= Mark Pearce (actor) =

Actor

Mark Pearce (born 1976 in Coventry) is a British actor.

At the age of 12 Pearce made his professional stage debut in Cinderella at Belgrade Theatre Coventry.

He went on to study English and Drama at University College of St. Martin's Lancaster before heading to London to study acting at the Central School of Speech and Drama.

Notable credits include his portrayal of 'Fletcher' originally played by Ronnie Barker, in the stage adaptation of the BBC sitcom Porridge at The Lowry Manchester, written by the original writers Dick Clement and Ian La Frenais.

Pearce created the role of Uncle Mamaji in the world premiere of Yann Martel's Life of Pi in 2007.

In 2009 he performed in a UK tour of Allo Allo, and originated the role of "Hospital Ghost" in the original world premiere production of Matthew Warchus’s Ghost the Musical in Manchester.

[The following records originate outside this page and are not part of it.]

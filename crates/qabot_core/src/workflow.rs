use tracing::{info, warn};

use crate::error::QaBotError;
use crate::launch::{ExecutionBackend, SubmittedTask, TaskSubmitter};
use crate::params::QaBotConfig;
use crate::poll::{await_terminal, PollOutcome, PollPolicy, Sleeper};
use crate::record::AnswerRecord;
use crate::results::{fetch, ResultStore};

pub const STOP_ON_TIMEOUT_REASON: &str = "qabot client gave up waiting";

#[derive(Debug, Clone, Copy, PartialEq, Eq, Default)]
pub struct AskOptions {
    pub policy: PollPolicy,
    /// Ask the backend to stop the task when the local wait times out.
    pub stop_on_timeout: bool,
}

#[derive(Debug, Clone, PartialEq, Eq)]
pub enum RemoteStop {
    NotRequested,
    Requested,
    Failed(String),
}

#[derive(Debug, Clone, PartialEq, Eq)]
pub enum AskOutcome {
    Answered {
        task: SubmittedTask,
        record: AnswerRecord,
    },
    /// Local wait expired; the outcome of the remote task is unknown.
    TimedOut {
        task: SubmittedTask,
        remote_stop: RemoteStop,
    },
    /// The task stopped but no result row exists (yet) for its correlation id.
    ResultMissing { task: SubmittedTask },
}

/// Progress notifications for an interactive caller.
pub trait AskObserver {
    fn submitted(&mut self, _task: &SubmittedTask) {}
    fn polled(&mut self, _poll: u32, _status: &str) {}
}

impl AskObserver for () {}

pub struct AskWorkflow<'a, B: ExecutionBackend + ?Sized, S: ResultStore + ?Sized> {
    pub config: &'a QaBotConfig,
    pub backend: &'a B,
    pub results: &'a S,
    pub sleeper: &'a dyn Sleeper,
}

impl<'a, B: ExecutionBackend + ?Sized, S: ResultStore + ?Sized> AskWorkflow<'a, B, S> {
    /// Submit, wait for the terminal state, then look up the result row.
    pub fn ask(
        &self,
        context: &str,
        question: &str,
        options: AskOptions,
        observer: &mut dyn AskObserver,
    ) -> Result<AskOutcome, QaBotError> {
        let task = TaskSubmitter::new(self.backend, self.config).submit(context, question)?;
        observer.submitted(&task);

        let outcome = await_terminal(
            self.backend,
            &self.config.cluster_name,
            &task.run_id,
            options.policy,
            self.sleeper,
            &mut |poll, status| observer.polled(poll, status),
        )?;

        if let PollOutcome::TimedOut { polls } = outcome {
            warn!(run_id = %task.run_id, polls, "task did not stop before local timeout");
            let remote_stop = if options.stop_on_timeout {
                self.stop_remote(&task)
            } else {
                RemoteStop::NotRequested
            };
            return Ok(AskOutcome::TimedOut { task, remote_stop });
        }

        match fetch(self.results, &task.correlation_id)? {
            Some(record) => Ok(AskOutcome::Answered { task, record }),
            None => {
                warn!(
                    correlation_id = %task.correlation_id,
                    "task stopped without a result record"
                );
                Ok(AskOutcome::ResultMissing { task })
            }
        }
    }

    fn stop_remote(&self, task: &SubmittedTask) -> RemoteStop {
        let cluster = &self.config.cluster_name;
        let run_id = &task.run_id;
        match self.backend.stop_task(cluster, run_id, STOP_ON_TIMEOUT_REASON) {
            Ok(()) => {
                info!(run_id = %run_id, "requested remote stop after timeout");
                RemoteStop::Requested
            }
            Err(message) => {
                warn!(run_id = %run_id, error = %message, "remote stop failed");
                RemoteStop::Failed(message)
            }
        }
    }
}

#[cfg(test)]
mod tests {
    use super::*;
    use crate::testing::{sample_config, InMemoryResultStore, RecordingSleeper, ScriptedBackend};

    fn options(max_polls: u32, stop_on_timeout: bool) -> AskOptions {
        AskOptions {
            policy: PollPolicy::with_timeout_secs(max_polls),
            stop_on_timeout,
        }
    }

    #[test]
    fn timeout_without_flag_leaves_remote_task_running() {
        let backend = ScriptedBackend::new().with_statuses(["RUNNING"]);
        let results = InMemoryResultStore::default();
        let config = sample_config();
        let sleeper = RecordingSleeper::default();
        let workflow = AskWorkflow {
            config: &config,
            backend: &backend,
            results: &results,
            sleeper: &sleeper,
        };

        let outcome = workflow
            .ask("c", "q", options(3, false), &mut ())
            .expect("timeout is an outcome");

        assert!(matches!(
            outcome,
            AskOutcome::TimedOut {
                remote_stop: RemoteStop::NotRequested,
                ..
            }
        ));
        assert!(backend.stop_requests().is_empty());
    }

    #[test]
    fn timeout_with_flag_requests_remote_stop() {
        let backend = ScriptedBackend::new().with_statuses(["RUNNING"]);
        let results = InMemoryResultStore::default();
        let config = sample_config();
        let sleeper = RecordingSleeper::default();
        let workflow = AskWorkflow {
            config: &config,
            backend: &backend,
            results: &results,
            sleeper: &sleeper,
        };

        let outcome = workflow
            .ask("c", "q", options(2, true), &mut ())
            .expect("timeout is an outcome");

        let AskOutcome::TimedOut { task, remote_stop } = outcome else {
            panic!("expected timeout");
        };
        assert_eq!(remote_stop, RemoteStop::Requested);
        assert_eq!(backend.stop_requests(), vec![task.run_id]);
    }

    #[test]
    fn stopped_task_without_row_is_result_missing() {
        let backend = ScriptedBackend::new().with_statuses(["STOPPED"]);
        let results = InMemoryResultStore::default();
        let config = sample_config();
        let sleeper = RecordingSleeper::default();
        let workflow = AskWorkflow {
            config: &config,
            backend: &backend,
            results: &results,
            sleeper: &sleeper,
        };

        let outcome = workflow
            .ask("c", "q", options(5, false), &mut ())
            .expect("missing result is an outcome");
        assert!(matches!(outcome, AskOutcome::ResultMissing { .. }));
    }

    #[test]
    fn polls_the_submitted_task_on_the_configured_cluster() {
        let backend = ScriptedBackend::new().with_statuses(["RUNNING", "RUNNING", "STOPPED"]);
        let results = InMemoryResultStore::default();
        let config = sample_config();
        let sleeper = RecordingSleeper::default();
        let workflow = AskWorkflow {
            config: &config,
            backend: &backend,
            results: &results,
            sleeper: &sleeper,
        };

        let outcome = workflow
            .ask("c", "q", options(5, false), &mut ())
            .expect("missing result is an outcome");

        let AskOutcome::ResultMissing { task } = outcome else {
            panic!("expected a missing result");
        };
        let expected = (config.cluster_name.clone(), task.run_id);
        assert_eq!(backend.status_lookups(), vec![expected; 3]);
    }

    #[test]
    fn submission_failure_aborts_before_polling() {
        let backend = ScriptedBackend::new().reject_launch(0, "AccessDeniedException");
        let results = InMemoryResultStore::default();
        let config = sample_config();
        let sleeper = RecordingSleeper::default();
        let workflow = AskWorkflow {
            config: &config,
            backend: &backend,
            results: &results,
            sleeper: &sleeper,
        };

        let error = workflow
            .ask("c", "q", options(5, false), &mut ())
            .expect_err("submission fails");
        assert!(matches!(error, QaBotError::Submission(_)));
        assert_eq!(backend.status_queries(), 0);
    }
}
//! AWS adapters and command handlers for the `qabot` client.
//!
//! This crate owns runtime integration details (SSM, ECS and DynamoDB clients,
//! the async-to-blocking bridge, CLI parsing and console rendering). Domain
//! behavior lives in `qabot_core` and is reached through its store/backend
//! traits.

pub mod adapters;
pub mod cli;
pub mod commands;
pub mod render;
use std::fmt;

use tracing::warn;

use crate::error::{ParameterListing, QaBotError};

pub const DEFAULT_PARAMETER_ROOT: &str = "qabot";

/// Hierarchical key-value store holding deployment parameters.
pub trait ParameterStore {
    /// Point lookup by full path. `Ok(None)` means the parameter does not exist.
    fn get_parameter(&self, name: &str) -> Result<Option<String>, String>;

    /// Full names of every parameter stored directly under `path`.
    fn list_parameter_names(&self, path: &str) -> Result<Vec<String>, String>;
}

#[derive(Debug, Clone, Copy, PartialEq, Eq)]
pub enum ParameterKey {
    ClusterName,
    TaskDefinitionArn,
    ContainerName,
    Subnet,
    TableName,
}

impl ParameterKey {
    pub const ALL: [ParameterKey; 5] = [
        Self::ClusterName,
        Self::TaskDefinitionArn,
        Self::ContainerName,
        Self::Subnet,
        Self::TableName,
    ];

    pub fn as_str(self) -> &'static str {
        match self {
            Self::ClusterName => "ECS_CLUSTER_NAME",
            Self::TaskDefinitionArn => "ECS_TASK_DEFINITION_ARN",
            Self::ContainerName => "CONTAINER_NAME",
            Self::Subnet => "ECS_TASK_VPC_SUBNET_1",
            Self::TableName => "TABLE_NAME",
        }
    }
}

impl fmt::Display for ParameterKey {
    fn fmt(&self, f: &mut fmt::Formatter<'_>) -> fmt::Result {
        f.write_str(self.as_str())
    }
}

/// Slash-delimited path scoping every parameter of one deployment,
/// e.g. `/qabot/223/`.
#[derive(Debug, Clone, PartialEq, Eq)]
pub struct NamespacePrefix(String);

impl NamespacePrefix {
    pub fn for_student(root: &str, student_id: &str) -> Result<Self, QaBotError> {
        let root = root.trim().trim_matches('/');
        let student_id = student_id.trim();
        if root.is_empty() {
            return Err(QaBotError::InvalidNamespace(
                "parameter root cannot be empty".to_string(),
            ));
        }
        if student_id.is_empty() {
            return Err(QaBotError::InvalidNamespace(
                "student id cannot be empty (set STUDENT_ID, e.g. `export STUDENT_ID=223`)"
                    .to_string(),
            ));
        }
        if student_id.contains('/') {
            return Err(QaBotError::InvalidNamespace(format!(
                "student id '{student_id}' must not contain '/'"
            )));
        }
        Ok(Self(format!("/{root}/{student_id}/")))
    }

    pub fn as_str(&self) -> &str {
        &self.0
    }

    pub fn path_for(&self, name: &str) -> String {
        format!("{}{name}", self.0)
    }
}

impl fmt::Display for NamespacePrefix {
    fn fmt(&self, f: &mut fmt::Formatter<'_>) -> fmt::Result {
        f.write_str(&self.0)
    }
}

/// Deployment values needed to launch a task and read its result.
#[derive(Debug, Clone, PartialEq, Eq)]
pub struct QaBotConfig {
    pub cluster_name: String,
    pub task_definition_arn: String,
    pub container_name: String,
    pub subnet_id: String,
    pub table_name: String,
}

pub struct ParameterResolver<'a, S: ParameterStore + ?Sized> {
    store: &'a S,
    prefix: NamespacePrefix,
}

impl<'a, S: ParameterStore + ?Sized> ParameterResolver<'a, S> {
    pub fn new(store: &'a S, prefix: NamespacePrefix) -> Self {
        Self { store, prefix }
    }

    pub fn prefix(&self) -> &NamespacePrefix {
        &self.prefix
    }

    /// Reads `<prefix><name>`. A miss carries the sibling listing as diagnostic.
    pub fn resolve(&self, name: &str) -> Result<String, QaBotError> {
        let full_name = self.prefix.path_for(name);
        match self.store.get_parameter(&full_name) {
            Ok(Some(value)) => Ok(value),
            Ok(None) => {
                let diagnostic = self.available_parameters();
                match &diagnostic {
                    ParameterListing::Available(names) => warn!(
                        parameter = %full_name,
                        available = ?names,
                        "parameter not found"
                    ),
                    ParameterListing::Unavailable(message) => warn!(
                        parameter = %full_name,
                        listing_error = %message,
                        "parameter not found and listing failed"
                    ),
                }
                Err(QaBotError::ConfigurationNotFound {
                    name: full_name,
                    diagnostic,
                })
            }
            Err(message) => Err(QaBotError::ConfigurationUnavailable {
                name: full_name,
                message,
            }),
        }
    }

    /// Every parameter currently present under the prefix, sorted by name.
    pub fn available_parameters(&self) -> ParameterListing {
        match self.store.list_parameter_names(self.prefix.as_str()) {
            Ok(mut names) => {
                names.sort();
                ParameterListing::Available(names)
            }
            Err(message) => ParameterListing::Unavailable(message),
        }
    }

    pub fn load_config(&self) -> Result<QaBotConfig, QaBotError> {
        Ok(QaBotConfig {
            cluster_name: self.resolve(ParameterKey::ClusterName.as_str())?,
            task_definition_arn: self.resolve(ParameterKey::TaskDefinitionArn.as_str())?,
            container_name: self.resolve(ParameterKey::ContainerName.as_str())?,
            subnet_id: self.resolve(ParameterKey::Subnet.as_str())?,
            table_name: self.resolve(ParameterKey::TableName.as_str())?,
        })
    }
}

Recent West-End appearances include Del Boy in Only Fools and Horses (Theatre Royal Haymarket), Sheriff in Tim Minchin's Groundhog Day (Old Vic directed by Matthew Warchus),Thénardier in Les Misérables at Sondheim Theatre and West End Live (2022)

He also appeared on the final of Britain's Got Talent with the cast of Les Mis

His commercial work includes playing ‘Bruno’ for Swiss Tourism, which has had over 5.6 million views and he is the face and voice of the Taylors of Harrogate campaign (2023).

He plays 'Time Thief Terry' in the CBBC series Odd Squad (2024)

In 2026 it was announced that Mark will be joining the cast of Billy Elliot The Musical playing the principal role of 'George' in the UK tour & West End.